DKG (Köln)

Gesamtbeurteilung der Oberprima 1951

Klassencharakteristik

Die Oberprima 1950/51 zählt 24 Schüler. Alle haben die Oberstufe erfolgreich durchlaufen. Seit dem Eintritt in die Oberstufe sind 2 Schüler mit unzureichenden Leistungen aus der Klasse ausgeschieden. Das Durchschnittsalter der Klasse beträgt 20,6 Jahre. Der älteste Schüler ist 22, der jüngste 19 Jahre. Der nicht unerhebliche Altersunterschied erklärt sich aus den Schulverhältnissen der Kriegs- und Nachkriegszeit. Mehr als die Hälfte der Klasse entstammt Beamten- und Handwerkerfamilien, 9 Schüler gehören Familien des gehobenen Mittelstandes an, darunter 7 Akademikersöhne, 2 sind Söhne von Arbeitern.

Die 24 Primaner sind zu einer Klassengemeinschaft zusammengewachsen, deren Glieder sich durch vorbildliche Haltung innerhalb und ausserhalb der Schule auszeichnen.

Die Arbeit in dieser Klasse war den Lehrern eine lohnende Aufgabe. Die überdurchschnittliche Begabung einzelner Schüler, die gute Begabung einer grösseren Zahl, der sittliche Ernst des Strebens bei allen bildete eine günstige Voraussetzung für fruchtbare geistige Arbeit. Der gute Leistungsstand lässt erkennen, dass Interessen und Neigungen auf alle Gebiete der Schulwissenschaften gleichmässig gerichtet waren. Das entschiedene Streben, die gewonnenen Kenntnisse und Einsichten philosophisch zu vertiefen, kennzeichnet diese Klasse.

Man darf daher annehmen, dass die Berufswahl der Schüler, von denen 20 ein Hochschulstudium anstreben, der ausgesprochen theoretischen Begabung der meisten entspricht.

Vorschläge für den deutschen Aufsatz der Reifeprüfung 1951

1.) Auswandern oder in der Heimat aufbauen?

2.) Wie ist die Ansicht eines zeitgenössischen Naturwissenschaftlers zu beurteilen, daß Rundfunk und Presse eine größere Gefahr für die Menschheit bedeuten als die Atombombe?

3.) Paul Ernsts Novelle „Am Weiher“ ist nach Gehalt und Form zu würdigen.


Bewertung

D., Max Josef

D. entstammt einer angesehenen Kölner Arztfamilie. Die Bildungsatmosphäre des Elternhauses war von günstigem Einfluss auf seine Entwicklung. Er ist ein ungewöhnlich vielseitig beanlagter junger Mensch: er zeigt überdurchschnittliche Leistungen auf dem Gebiet der Geistes- und Naturwissenschaften, hat ausgeprägte künstlerische Neigungen und Fähigkeiten, spielt Violine und zeichnet.

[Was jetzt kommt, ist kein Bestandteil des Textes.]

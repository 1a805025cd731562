use scylla::client::session::Session;
use scylla::response::query_result::QueryResult;
use std::time::Instant;

use crate::error::ScyllaResult;

const LOCAL_VERSION_QUERY: &str = "SELECT release_version FROM system.local";

/// Health check status for a ScyllaDB/Cassandra session
#[derive(Debug, Clone)]
pub struct HealthStatus {
    pub healthy: bool,
    /// Error details when unhealthy
    pub message: Option<String>,
    pub response_time_ms: u64,
    /// Release version reported by the coordinator node
    pub version: Option<String>,
}

/// Check health with a simple query against `system.local`
pub async fn check_health(session: &Session) -> bool {
    session.query_unpaged(LOCAL_VERSION_QUERY, ()).await.is_ok()
}

/// Check health with timing, version and error details
///
/// # Example
/// ```ignore
/// use scylladbh::{new_session, check_health_detailed};
///
/// let session = new_session(&config).await?;
/// let status = check_health_detailed(&session).await;
/// if !status.healthy {
///     eprintln!("ScyllaDB unhealthy: {:?}", status.message);
/// }
/// ```
pub async fn check_health_detailed(session: &Session) -> HealthStatus {
    let start = Instant::now();
    let result = session.query_unpaged(LOCAL_VERSION_QUERY, ()).await;
    let response_time_ms = start.elapsed().as_millis() as u64;

    match result {
        Ok(result) => HealthStatus {
            healthy: true,
            message: None,
            response_time_ms,
            version: extract_version(result),
        },
        Err(e) => HealthStatus {
            healthy: false,
            message: Some(e.to_string()),
            response_time_ms,
            version: None,
        },
    }
}

fn extract_version(result: QueryResult) -> Option<String> {
    let rows_result = result.into_rows_result().ok()?;
    let (version,) = rows_result.maybe_first_row::<(String,)>().ok()??;
    Some(version)
}

/// Cluster information reported by the coordinator node
#[derive(Debug, Clone, Default)]
pub struct ClusterInfo {
    pub cluster_name: Option<String>,
    pub datacenter: Option<String>,
    pub rack: Option<String>,
    pub release_version: Option<String>,
}

pub async fn get_cluster_info(session: &Session) -> ScyllaResult<ClusterInfo> {
    let result = session
        .query_unpaged(
            "SELECT cluster_name, data_center, rack, release_version FROM system.local",
            (),
        )
        .await?;

    let mut info = ClusterInfo::default();

    if let Ok(rows_result) = result.into_rows_result()
        && let Ok(Some((cluster_name, datacenter, rack, release_version))) = rows_result
            .maybe_first_row::<(
                Option<String>,
                Option<String>,
                Option<String>,
                Option<String>,
            )>()
    {
        info.cluster_name = cluster_name;
        info.datacenter = datacenter;
        info.rack = rack;
        info.release_version = release_version;
    }

    Ok(info)
}
//! Serde adapter for optional human-readable durations (`"10s"`, `"1m 30s"`)
//!
//! A missing field, an empty string or a zero duration all mean "not configured".

use serde::de::Error as _;
use serde::{Deserialize, Deserializer, Serializer};
use std::time::Duration;

pub fn parse(raw: &str) -> Result<Option<Duration>, humantime::DurationError> {
    let raw = raw.trim();
    if raw.is_empty() {
        return Ok(None);
    }

    let duration = humantime::parse_duration(raw)?;
    Ok((!duration.is_zero()).then_some(duration))
}

pub fn serialize<S: Serializer>(value: &Option<Duration>, serializer: S) -> Result<S::Ok, S::Error> {
    match value {
        Some(d) => serializer.serialize_str(&humantime::format_duration(*d).to_string()),
        None => serializer.serialize_none(),
    }
}

pub fn deserialize<'de, D: Deserializer<'de>>(deserializer: D) -> Result<Option<Duration>, D::Error> {
    match Option::<String>::deserialize(deserializer)? {
        Some(raw) => parse(&raw).map_err(D::Error::custom),
        None => Ok(None),
    }
}

#[cfg(test)]
mod tests {
    use super::*;

    #[test]
    fn test_parse() {
        assert_eq!(parse("10s").unwrap(), Some(Duration::from_secs(10)));
        assert_eq!(parse("1m 30s").unwrap(), Some(Duration::from_secs(90)));
        assert_eq!(parse("250ms").unwrap(), Some(Duration::from_millis(250)));
        assert_eq!(parse("").unwrap(), None);
        assert_eq!(parse("0s").unwrap(), None);
        assert!(parse("ten seconds").is_err());
    }
}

Durch Selbststudium und Lektüre hat er sich beachtliche Kenntnisse der englischen Sprache angeeignet. In der Pfarrjugend ist er als Jugendführer tätig. Die Willenskraft, mit der er selbstgesetzte Ziele anstrebt, verdient besondere Hervorhebung: er hat mit Genehmigung des Schulkollegiums die Unterprima übersprungen. Den Leistungen nach gehört er zu den besten Schülern der Oberprima. Er will Jura studieren.

Lebenslauf

Hiermit bitte ich um Zulassung zur Reifeprüfung im Ostertermin 1951.

Am 8. Januar 1931 wurde ich als Sohn des Dr.med. Max D., Chefarzt am Krankenhaus der Augustinerinnen in Köln, und seiner Ehefrau Hedwig geb. R. geboren. Am folgenden Tage wurde ich in der katholischen Pfarrkirche St. Pantaleon getauft.

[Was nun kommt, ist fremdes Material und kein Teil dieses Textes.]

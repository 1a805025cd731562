use scylla::errors::{ExecutionError, NewSessionError, UseKeyspaceError};

/// Error type for session construction and query helpers
#[derive(Debug, thiserror::Error)]
pub enum ScyllaError {
    #[error("no nodes configured")]
    NoNodes,

    #[error("invalid configuration: {0}")]
    InvalidConfig(String),

    #[cfg(feature = "config")]
    #[error(transparent)]
    Config(#[from] core_config::ConfigError),

    #[error("failed to resolve container '{container}': {details}")]
    ContainerResolution { container: String, details: String },

    #[error("Session error: {0}")]
    Session(#[from] NewSessionError),

    #[error("Execution error: {0}")]
    Execution(#[from] ExecutionError),

    #[error("Keyspace error: {0}")]
    Keyspace(#[from] UseKeyspaceError),

    #[error("Query error: {0}")]
    Query(String),

    #[error("Result error: {0}")]
    Rows(String),
}

impl ScyllaError {
    pub(crate) fn container(container: impl Into<String>, details: impl ToString) -> Self {
        Self::ContainerResolution {
            container: container.into(),
            details: details.to_string(),
        }
    }
}

/// Result type alias for this crate
pub type ScyllaResult<T> = Result<T, ScyllaError>;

Meine ersten sechs Lebensjahre verbrachte ich ausschließlich im Kreise meiner fünf älteren Schwestern. In nähere Berührung mit gleichaltrigen Jungen kam ich erst bei meinem Eintritt in die katholische Volksschule „Vor den Siebenburgen". Ich besuchte diese Schule von Ostern 1937 bis Ostern 1939, als sie auf Grund einer staatlichen Verordnung aufgelöst werden mußte. Hiernach wurde ich der Gemeinschaftsschule „Heinrichstraße" zugewiesen.

Mittlerweile hatte man bei mir eine tuberkulöse Lungeninfektion festgestellt. Das veranlasste meinen Vater, mich im Herbst 1939 nach Immekeppel im Bergischen Land zu schicken, um mir eine Luftveränderung zu verschaffen. Dort besuchte ich auch die Schule. Ein Jahr hielt ich mich in Immekeppel auf, dann kehrte ich nach Köln zurück und kam infolgedessen wieder in die Schule „Heinrichstraße".

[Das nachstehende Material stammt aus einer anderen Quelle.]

//! Compositor actor: owns the GPU context, the lane compositor, and the
//! animation driver.
//!
//! Device acquisition is asynchronous, so the actor runs a two-state
//! lifecycle: lane units arriving while `Uninitialized` are queued and
//! flushed in arrival order on the transition to `Ready`. From then on the
//! actor alternates between consuming lane units and performing one draw
//! per animation tick until every lane sender hangs up.

use std::sync::Arc;

use mosaic_core::{MosaicError, MosaicResult, SessionConfig, VisualUnit};
use mosaic_render::driver::DriverStats;
use mosaic_render::pool::PoolStats;
use mosaic_render::{AnimationDriver, DrawOutcome, GpuContext, LaneCompositor};
use tokio::sync::mpsc;
use tracing::{debug, info, warn};

use crate::messages::CompositorMsg;

/// Final diagnostics from a compositor run.
#[derive(Debug, Clone, Copy, serde::Serialize)]
pub struct CompositorReport {
    pub pool: PoolStats,
    pub driver: DriverStats,
}

/// Pending work while the device request is in flight.
struct PendingUnits {
    units: Vec<(u32, VisualUnit)>,
}

pub struct CompositorActor {
    config: SessionConfig,
}

impl CompositorActor {
    pub fn new(config: SessionConfig) -> Self {
        Self { config }
    }

    pub async fn run(
        self,
        mut rx: mpsc::UnboundedReceiver<CompositorMsg>,
    ) -> MosaicResult<CompositorReport> {
        let mut driver = AnimationDriver::new(self.config.frame_rate);

        // Uninitialized: queue units until the device resolves.
        let mut pending = PendingUnits { units: Vec::new() };
        let init = GpuContext::init();
        tokio::pin!(init);
        let gpu = loop {
            tokio::select! {
                result = &mut init => {
                    let ctx = result
                        .map_err(|e| MosaicError::render(format!("GPU setup failed: {e}")))?;
                    break Arc::new(ctx);
                }
                msg = rx.recv() => match msg {
                    Some(CompositorMsg::Unit { lane_id, unit }) => {
                        pending.units.push((lane_id, unit));
                    }
                    // Every lane hung up before the device arrived.
                    None => {
                        return Ok(CompositorReport {
                            pool: PoolStats::default(),
                            driver: driver.stats(),
                        });
                    }
                },
            }
        };

        let mut compositor = LaneCompositor::new(gpu, &self.config.compositor())?;
        info!(
            streams = self.config.stream_count,
            surface_w = compositor.viewport().surface_width,
            surface_h = compositor.viewport().surface_height,
            "compositor ready"
        );

        // Ready: flush the queued units in arrival order.
        let had_pending = !pending.units.is_empty();
        for (lane_id, unit) in pending.units.drain(..) {
            apply_unit(&mut compositor, lane_id, unit);
        }
        if had_pending {
            driver.arm();
        }

        loop {
            let scheduled = driver.is_scheduled();
            tokio::select! {
                msg = rx.recv() => match msg {
                    Some(CompositorMsg::Unit { lane_id, unit }) => {
                        apply_unit(&mut compositor, lane_id, unit);
                        driver.arm();
                    }
                    None => {
                        driver.request_stop();
                        driver.observe_stop();
                        break;
                    }
                },
                _ = driver.tick(), if scheduled => {
                    // Stop is only ever observed here, between draws.
                    if driver.observe_stop() {
                        break;
                    }
                    match compositor.draw() {
                        Ok(DrawOutcome::Submitted { submissions }) => {
                            driver.record_drawn();
                            debug!(submissions, "frame drawn");
                        }
                        Ok(DrawOutcome::Gated { cached, expected }) => {
                            driver.record_skipped();
                            debug!(cached, expected, "frame gated");
                        }
                        Err(err) => {
                            // A failed draw is a skipped frame; the loop
                            // is rescheduled regardless.
                            driver.record_skipped();
                            warn!(%err, "draw failed, skipping frame");
                        }
                    }
                }
            }
        }

        let pool = compositor.pool_stats();
        compositor.teardown();
        Ok(CompositorReport {
            pool,
            driver: driver.stats(),
        })
    }
}

fn apply_unit(compositor: &mut LaneCompositor, lane_id: u32, unit: VisualUnit) {
    if let Err(err) = compositor.on_lane_unit(lane_id, unit) {
        warn!(lane = lane_id, %err, "lane unit rejected");
    }
}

Im August 1941 wurde ich in die Sexta des Dreikönigsgymnasiums aufgenommen. Als im Sommer 1944 der Unterricht dieser Anstalt wegen der sich steigernden Luftangriffe nach Misdroy auf der Insel Wollin verlegt wurde, verließ ich die Schule, da meine Eltern die Aktion der Kinderlandverschickung ablehnten.

Wenn auch in den nun folgenden Monaten unser Haus alliierten Fliegerbomben zum Opfer fiel, so hinterließ der Krieg doch in unserem engeren Familienkreis keine Lücke. Während der letzten Kriegs- und ersten Nachkriegsmonate hielt sich unsere Familie in Immekeppel auf, nur mein Vater wurde durch seine ärztlichen Pflichten und eine plötzlich ausgebrochene Fleckfieberepidemie im halbzerstörten Krankenhaus in Köln zurückgehalten.

Als das Dreikönigsgymnasium im Herbst 1945 seine Tore wieder öffnete, wurde ich dort in die Untertertia aufgenommen. Aber schon im Januar des nächsten Jahres mußte ich wegen einer erneuten Lungeninfektion die Schule wieder verlassen. Bis Juni desselben Jahres verblieb ich in einem Sanatorium in der Nähe von Bonn. Danach kehrte ich nicht nach Köln zurück, sondern besuchte wegen des gesunderen Klimas und der besseren Ernährungslage das von Patres der Gesellschaft Jesu geleitete Aloisiuskolleg in Bad Godesberg. Während der zwei folgenden Jahre wohnte ich in dem dieser Schule angegliederten Schülerheim. Als sich die allgemeine wirtschaftliche Lage und mein eigener Gesundheitszustand erheblich gebessert hatten, kehrte ich im Sommer 1948 nach Köln zurück. Seit August dieses Jahres besuche ich wieder das Dreikönigsgymnasium.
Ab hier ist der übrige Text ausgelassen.